» **Problem requirements**
Count up the lines below containing the word "named", and give the result with no other words.

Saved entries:
********************
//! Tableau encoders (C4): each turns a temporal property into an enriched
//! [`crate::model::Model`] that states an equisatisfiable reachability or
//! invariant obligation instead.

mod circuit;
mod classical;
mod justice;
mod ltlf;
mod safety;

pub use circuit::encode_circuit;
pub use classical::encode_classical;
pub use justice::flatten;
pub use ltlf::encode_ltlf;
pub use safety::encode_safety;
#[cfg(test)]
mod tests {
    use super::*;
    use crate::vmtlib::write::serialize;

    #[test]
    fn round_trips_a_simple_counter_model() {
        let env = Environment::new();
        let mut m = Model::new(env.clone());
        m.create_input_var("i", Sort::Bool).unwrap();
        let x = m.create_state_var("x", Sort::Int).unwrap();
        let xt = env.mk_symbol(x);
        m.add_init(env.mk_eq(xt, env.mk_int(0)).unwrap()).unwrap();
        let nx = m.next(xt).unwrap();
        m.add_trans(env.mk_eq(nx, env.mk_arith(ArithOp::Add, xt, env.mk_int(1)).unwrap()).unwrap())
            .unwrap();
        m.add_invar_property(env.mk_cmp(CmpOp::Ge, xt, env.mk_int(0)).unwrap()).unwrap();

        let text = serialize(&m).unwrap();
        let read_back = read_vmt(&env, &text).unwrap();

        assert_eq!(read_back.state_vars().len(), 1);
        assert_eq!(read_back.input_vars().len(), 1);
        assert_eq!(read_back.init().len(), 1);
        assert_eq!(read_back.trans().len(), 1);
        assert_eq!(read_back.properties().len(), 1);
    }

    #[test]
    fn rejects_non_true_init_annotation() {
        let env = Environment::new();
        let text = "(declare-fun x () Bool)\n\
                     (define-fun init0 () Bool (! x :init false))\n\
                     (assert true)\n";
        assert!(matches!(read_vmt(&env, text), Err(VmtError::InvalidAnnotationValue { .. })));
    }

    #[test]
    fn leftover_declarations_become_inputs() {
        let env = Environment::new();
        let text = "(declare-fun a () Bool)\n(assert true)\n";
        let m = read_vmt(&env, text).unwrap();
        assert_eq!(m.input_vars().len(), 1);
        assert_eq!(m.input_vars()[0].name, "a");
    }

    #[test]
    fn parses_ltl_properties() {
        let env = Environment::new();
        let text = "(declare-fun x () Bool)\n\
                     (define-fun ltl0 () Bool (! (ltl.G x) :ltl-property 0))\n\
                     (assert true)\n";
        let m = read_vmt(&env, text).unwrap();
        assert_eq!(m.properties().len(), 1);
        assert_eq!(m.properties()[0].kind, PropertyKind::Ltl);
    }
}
********************
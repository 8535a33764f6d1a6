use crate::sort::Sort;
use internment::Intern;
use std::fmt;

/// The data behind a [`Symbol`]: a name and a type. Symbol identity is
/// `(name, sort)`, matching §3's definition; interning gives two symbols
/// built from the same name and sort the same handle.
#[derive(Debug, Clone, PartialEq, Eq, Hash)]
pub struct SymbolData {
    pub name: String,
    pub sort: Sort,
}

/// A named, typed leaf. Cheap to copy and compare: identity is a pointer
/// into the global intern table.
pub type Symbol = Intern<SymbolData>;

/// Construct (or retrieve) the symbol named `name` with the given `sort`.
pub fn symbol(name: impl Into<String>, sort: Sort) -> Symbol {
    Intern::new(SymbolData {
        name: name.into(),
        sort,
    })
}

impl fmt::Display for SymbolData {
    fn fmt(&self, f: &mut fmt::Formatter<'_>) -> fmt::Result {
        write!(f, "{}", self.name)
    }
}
********************
» **Reply to the exercise**
2